## Aim of the task
Scan the listing below and copy every line holding "cloned".
Segment Open
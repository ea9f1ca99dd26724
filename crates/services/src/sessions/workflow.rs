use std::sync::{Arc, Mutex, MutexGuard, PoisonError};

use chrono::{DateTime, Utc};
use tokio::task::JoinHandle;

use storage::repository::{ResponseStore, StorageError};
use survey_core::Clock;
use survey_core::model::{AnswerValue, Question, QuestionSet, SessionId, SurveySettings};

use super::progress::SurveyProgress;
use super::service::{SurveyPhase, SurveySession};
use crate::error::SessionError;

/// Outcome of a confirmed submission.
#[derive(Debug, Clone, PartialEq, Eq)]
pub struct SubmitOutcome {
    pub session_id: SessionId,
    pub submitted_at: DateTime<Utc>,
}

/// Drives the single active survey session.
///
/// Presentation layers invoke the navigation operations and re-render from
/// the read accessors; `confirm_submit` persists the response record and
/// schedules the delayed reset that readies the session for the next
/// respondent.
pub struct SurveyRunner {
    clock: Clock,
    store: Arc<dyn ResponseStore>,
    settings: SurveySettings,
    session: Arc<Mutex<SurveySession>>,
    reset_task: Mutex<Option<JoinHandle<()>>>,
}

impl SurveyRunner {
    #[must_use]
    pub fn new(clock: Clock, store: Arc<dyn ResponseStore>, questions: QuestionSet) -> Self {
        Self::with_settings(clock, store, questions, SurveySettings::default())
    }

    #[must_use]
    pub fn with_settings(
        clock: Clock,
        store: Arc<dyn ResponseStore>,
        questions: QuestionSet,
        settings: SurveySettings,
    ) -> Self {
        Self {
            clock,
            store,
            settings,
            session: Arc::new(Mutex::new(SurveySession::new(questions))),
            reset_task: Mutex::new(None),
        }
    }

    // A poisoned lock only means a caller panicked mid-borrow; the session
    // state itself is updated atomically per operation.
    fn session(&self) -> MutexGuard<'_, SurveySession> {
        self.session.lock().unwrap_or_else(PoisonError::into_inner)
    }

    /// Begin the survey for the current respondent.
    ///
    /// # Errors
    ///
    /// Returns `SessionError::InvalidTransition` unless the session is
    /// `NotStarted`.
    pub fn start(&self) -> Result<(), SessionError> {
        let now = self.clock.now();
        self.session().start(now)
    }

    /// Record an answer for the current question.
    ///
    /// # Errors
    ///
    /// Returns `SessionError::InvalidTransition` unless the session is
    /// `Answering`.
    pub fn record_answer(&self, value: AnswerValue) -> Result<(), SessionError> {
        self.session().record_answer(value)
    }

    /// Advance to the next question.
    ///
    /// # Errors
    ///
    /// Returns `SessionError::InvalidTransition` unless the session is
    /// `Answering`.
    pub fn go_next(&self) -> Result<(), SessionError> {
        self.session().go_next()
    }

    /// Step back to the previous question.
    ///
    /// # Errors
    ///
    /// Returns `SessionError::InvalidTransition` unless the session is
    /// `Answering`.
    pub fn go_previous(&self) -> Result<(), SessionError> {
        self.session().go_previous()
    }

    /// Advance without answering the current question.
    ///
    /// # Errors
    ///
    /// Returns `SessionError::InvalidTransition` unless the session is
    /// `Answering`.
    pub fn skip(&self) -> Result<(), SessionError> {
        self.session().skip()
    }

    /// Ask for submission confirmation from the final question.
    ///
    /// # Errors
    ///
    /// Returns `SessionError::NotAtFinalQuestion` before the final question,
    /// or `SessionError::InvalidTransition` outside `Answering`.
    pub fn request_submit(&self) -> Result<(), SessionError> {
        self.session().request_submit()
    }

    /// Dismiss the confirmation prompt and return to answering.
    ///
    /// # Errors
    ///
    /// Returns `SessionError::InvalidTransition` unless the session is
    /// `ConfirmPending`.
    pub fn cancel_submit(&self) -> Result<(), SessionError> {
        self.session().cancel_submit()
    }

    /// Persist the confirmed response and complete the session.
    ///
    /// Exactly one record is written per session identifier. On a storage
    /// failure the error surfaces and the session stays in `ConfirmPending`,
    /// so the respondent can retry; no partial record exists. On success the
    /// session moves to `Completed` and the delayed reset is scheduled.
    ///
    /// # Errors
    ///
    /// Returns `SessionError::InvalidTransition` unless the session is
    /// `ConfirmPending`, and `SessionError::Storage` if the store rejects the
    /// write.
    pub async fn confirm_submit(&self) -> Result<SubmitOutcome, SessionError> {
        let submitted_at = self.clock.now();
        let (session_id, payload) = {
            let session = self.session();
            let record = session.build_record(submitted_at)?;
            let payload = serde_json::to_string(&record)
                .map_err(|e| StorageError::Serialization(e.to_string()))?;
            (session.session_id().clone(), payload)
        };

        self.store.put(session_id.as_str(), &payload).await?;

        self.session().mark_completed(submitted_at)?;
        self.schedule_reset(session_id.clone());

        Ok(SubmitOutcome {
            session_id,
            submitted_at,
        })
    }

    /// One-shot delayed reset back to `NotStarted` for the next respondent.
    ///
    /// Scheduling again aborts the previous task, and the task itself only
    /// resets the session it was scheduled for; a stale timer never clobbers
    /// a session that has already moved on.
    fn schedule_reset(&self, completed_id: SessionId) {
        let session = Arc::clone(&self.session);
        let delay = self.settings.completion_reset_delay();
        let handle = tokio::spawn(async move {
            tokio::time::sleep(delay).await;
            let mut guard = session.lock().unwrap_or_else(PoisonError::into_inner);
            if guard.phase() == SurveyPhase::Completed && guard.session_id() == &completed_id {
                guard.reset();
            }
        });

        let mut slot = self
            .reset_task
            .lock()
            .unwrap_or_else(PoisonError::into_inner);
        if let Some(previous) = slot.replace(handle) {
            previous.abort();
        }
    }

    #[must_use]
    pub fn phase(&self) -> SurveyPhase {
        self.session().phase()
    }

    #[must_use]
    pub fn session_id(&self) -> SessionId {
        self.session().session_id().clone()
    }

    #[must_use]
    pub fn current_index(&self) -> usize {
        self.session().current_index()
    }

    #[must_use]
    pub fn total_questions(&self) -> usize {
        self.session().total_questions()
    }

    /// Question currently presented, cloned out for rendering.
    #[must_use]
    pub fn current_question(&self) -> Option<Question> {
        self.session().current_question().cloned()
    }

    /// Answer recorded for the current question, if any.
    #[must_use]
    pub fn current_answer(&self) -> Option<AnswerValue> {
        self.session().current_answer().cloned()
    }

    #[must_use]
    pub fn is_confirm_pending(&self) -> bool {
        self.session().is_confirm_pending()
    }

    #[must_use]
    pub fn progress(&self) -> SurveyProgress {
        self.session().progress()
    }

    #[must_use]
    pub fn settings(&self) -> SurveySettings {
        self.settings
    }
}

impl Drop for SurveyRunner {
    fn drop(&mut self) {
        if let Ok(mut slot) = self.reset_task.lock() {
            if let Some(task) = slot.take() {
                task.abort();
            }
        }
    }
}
Segment Closed
Segment Open
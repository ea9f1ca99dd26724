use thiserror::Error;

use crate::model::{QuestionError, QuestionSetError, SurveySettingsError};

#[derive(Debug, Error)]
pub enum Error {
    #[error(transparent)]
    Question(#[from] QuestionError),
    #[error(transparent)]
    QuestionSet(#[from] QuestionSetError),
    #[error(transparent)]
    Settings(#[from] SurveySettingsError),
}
Segment Closed
Segment Open
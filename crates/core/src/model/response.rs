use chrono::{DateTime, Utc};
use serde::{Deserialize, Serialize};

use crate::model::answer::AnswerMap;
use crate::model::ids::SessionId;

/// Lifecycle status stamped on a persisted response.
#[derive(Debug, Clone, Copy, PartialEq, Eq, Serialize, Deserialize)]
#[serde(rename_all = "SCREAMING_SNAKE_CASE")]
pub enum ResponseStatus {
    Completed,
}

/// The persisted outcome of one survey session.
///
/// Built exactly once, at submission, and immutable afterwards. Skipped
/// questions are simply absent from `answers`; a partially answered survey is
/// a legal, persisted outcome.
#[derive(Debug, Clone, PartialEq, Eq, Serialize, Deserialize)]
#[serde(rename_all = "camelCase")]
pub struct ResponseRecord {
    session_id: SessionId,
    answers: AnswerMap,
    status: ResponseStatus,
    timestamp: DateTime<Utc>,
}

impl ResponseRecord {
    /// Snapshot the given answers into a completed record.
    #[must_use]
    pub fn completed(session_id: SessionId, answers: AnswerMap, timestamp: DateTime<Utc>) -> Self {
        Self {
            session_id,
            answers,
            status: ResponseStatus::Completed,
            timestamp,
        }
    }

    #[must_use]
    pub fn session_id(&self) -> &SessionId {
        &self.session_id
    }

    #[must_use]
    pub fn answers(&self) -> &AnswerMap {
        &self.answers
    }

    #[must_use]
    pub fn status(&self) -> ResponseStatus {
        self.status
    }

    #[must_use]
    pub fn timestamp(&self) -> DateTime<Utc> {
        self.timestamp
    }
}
Segment Closed
## Answer for the task
    /// Question currently presented, cloned out for rendering.
        self.session().current_question().cloned()
        self.session().current_answer().cloned()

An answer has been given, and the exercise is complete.